» **Aim of the task**
Would you count the lines in the entries below that contain "Path"? Reply with the number only.

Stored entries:
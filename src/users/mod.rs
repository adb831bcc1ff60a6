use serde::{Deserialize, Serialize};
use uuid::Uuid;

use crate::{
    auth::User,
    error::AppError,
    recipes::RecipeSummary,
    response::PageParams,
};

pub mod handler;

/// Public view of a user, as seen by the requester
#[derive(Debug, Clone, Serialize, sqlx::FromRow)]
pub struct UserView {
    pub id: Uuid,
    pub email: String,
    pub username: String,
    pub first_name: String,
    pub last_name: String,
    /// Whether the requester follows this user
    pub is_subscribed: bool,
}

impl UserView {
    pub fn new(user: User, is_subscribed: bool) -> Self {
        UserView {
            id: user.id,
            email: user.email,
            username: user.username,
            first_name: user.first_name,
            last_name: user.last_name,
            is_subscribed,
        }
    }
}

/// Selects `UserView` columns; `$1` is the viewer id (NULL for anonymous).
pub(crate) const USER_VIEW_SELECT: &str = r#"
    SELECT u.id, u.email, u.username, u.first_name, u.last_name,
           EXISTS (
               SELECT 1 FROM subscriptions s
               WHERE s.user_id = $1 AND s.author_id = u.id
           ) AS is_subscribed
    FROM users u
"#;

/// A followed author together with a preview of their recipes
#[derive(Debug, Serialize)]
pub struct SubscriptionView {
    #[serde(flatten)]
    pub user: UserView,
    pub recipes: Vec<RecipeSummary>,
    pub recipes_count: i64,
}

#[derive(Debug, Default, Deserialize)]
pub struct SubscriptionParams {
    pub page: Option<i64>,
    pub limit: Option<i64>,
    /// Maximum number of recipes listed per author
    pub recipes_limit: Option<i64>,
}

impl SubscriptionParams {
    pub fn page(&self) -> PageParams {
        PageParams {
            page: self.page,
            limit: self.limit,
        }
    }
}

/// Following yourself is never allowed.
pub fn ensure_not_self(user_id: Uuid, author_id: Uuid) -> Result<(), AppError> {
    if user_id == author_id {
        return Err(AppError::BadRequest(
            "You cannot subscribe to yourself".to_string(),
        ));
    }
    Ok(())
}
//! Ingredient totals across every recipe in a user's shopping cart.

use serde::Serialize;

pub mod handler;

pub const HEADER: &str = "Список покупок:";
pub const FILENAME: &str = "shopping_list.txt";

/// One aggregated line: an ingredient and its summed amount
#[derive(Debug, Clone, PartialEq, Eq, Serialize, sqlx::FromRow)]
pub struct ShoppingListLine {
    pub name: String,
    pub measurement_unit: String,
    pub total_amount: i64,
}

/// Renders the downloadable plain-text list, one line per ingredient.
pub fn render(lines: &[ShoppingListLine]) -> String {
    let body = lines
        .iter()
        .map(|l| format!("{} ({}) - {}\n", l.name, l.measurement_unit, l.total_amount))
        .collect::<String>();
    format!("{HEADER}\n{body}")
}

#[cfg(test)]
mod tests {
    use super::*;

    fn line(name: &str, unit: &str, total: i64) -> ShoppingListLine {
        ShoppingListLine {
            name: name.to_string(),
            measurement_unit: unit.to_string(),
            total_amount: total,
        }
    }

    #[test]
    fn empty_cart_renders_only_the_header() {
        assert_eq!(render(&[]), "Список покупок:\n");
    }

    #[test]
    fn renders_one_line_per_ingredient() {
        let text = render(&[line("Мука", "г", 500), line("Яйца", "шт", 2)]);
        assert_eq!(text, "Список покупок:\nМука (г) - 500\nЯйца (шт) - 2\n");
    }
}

---

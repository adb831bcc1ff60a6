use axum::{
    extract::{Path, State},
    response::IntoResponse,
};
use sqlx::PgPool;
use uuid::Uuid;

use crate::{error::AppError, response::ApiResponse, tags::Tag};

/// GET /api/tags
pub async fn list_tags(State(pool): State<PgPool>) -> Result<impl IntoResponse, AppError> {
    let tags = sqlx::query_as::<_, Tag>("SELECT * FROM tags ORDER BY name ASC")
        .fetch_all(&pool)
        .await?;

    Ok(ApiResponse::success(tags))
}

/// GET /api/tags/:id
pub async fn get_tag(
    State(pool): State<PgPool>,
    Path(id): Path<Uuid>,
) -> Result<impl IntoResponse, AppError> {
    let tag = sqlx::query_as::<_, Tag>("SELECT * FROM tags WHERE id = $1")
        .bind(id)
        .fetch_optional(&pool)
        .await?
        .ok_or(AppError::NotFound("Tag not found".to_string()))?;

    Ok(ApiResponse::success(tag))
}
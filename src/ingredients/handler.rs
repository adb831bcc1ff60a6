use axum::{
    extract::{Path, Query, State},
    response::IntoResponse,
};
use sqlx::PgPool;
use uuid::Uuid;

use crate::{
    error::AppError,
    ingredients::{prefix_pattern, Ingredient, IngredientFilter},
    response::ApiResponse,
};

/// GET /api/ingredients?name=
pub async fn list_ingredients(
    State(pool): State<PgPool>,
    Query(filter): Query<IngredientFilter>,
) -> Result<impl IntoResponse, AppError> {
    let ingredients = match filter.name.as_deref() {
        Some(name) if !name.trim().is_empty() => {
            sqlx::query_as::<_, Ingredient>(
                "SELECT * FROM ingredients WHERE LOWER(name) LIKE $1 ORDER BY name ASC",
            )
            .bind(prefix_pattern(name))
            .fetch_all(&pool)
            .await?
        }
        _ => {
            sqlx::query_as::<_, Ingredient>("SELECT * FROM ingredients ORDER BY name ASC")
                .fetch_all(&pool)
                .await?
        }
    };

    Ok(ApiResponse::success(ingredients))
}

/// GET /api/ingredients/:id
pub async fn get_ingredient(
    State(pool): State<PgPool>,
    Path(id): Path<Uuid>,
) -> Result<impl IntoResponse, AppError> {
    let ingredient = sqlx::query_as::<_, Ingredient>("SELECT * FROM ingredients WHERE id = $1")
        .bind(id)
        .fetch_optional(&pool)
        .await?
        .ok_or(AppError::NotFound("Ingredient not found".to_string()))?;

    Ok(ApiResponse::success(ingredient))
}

» **Problem solution**
4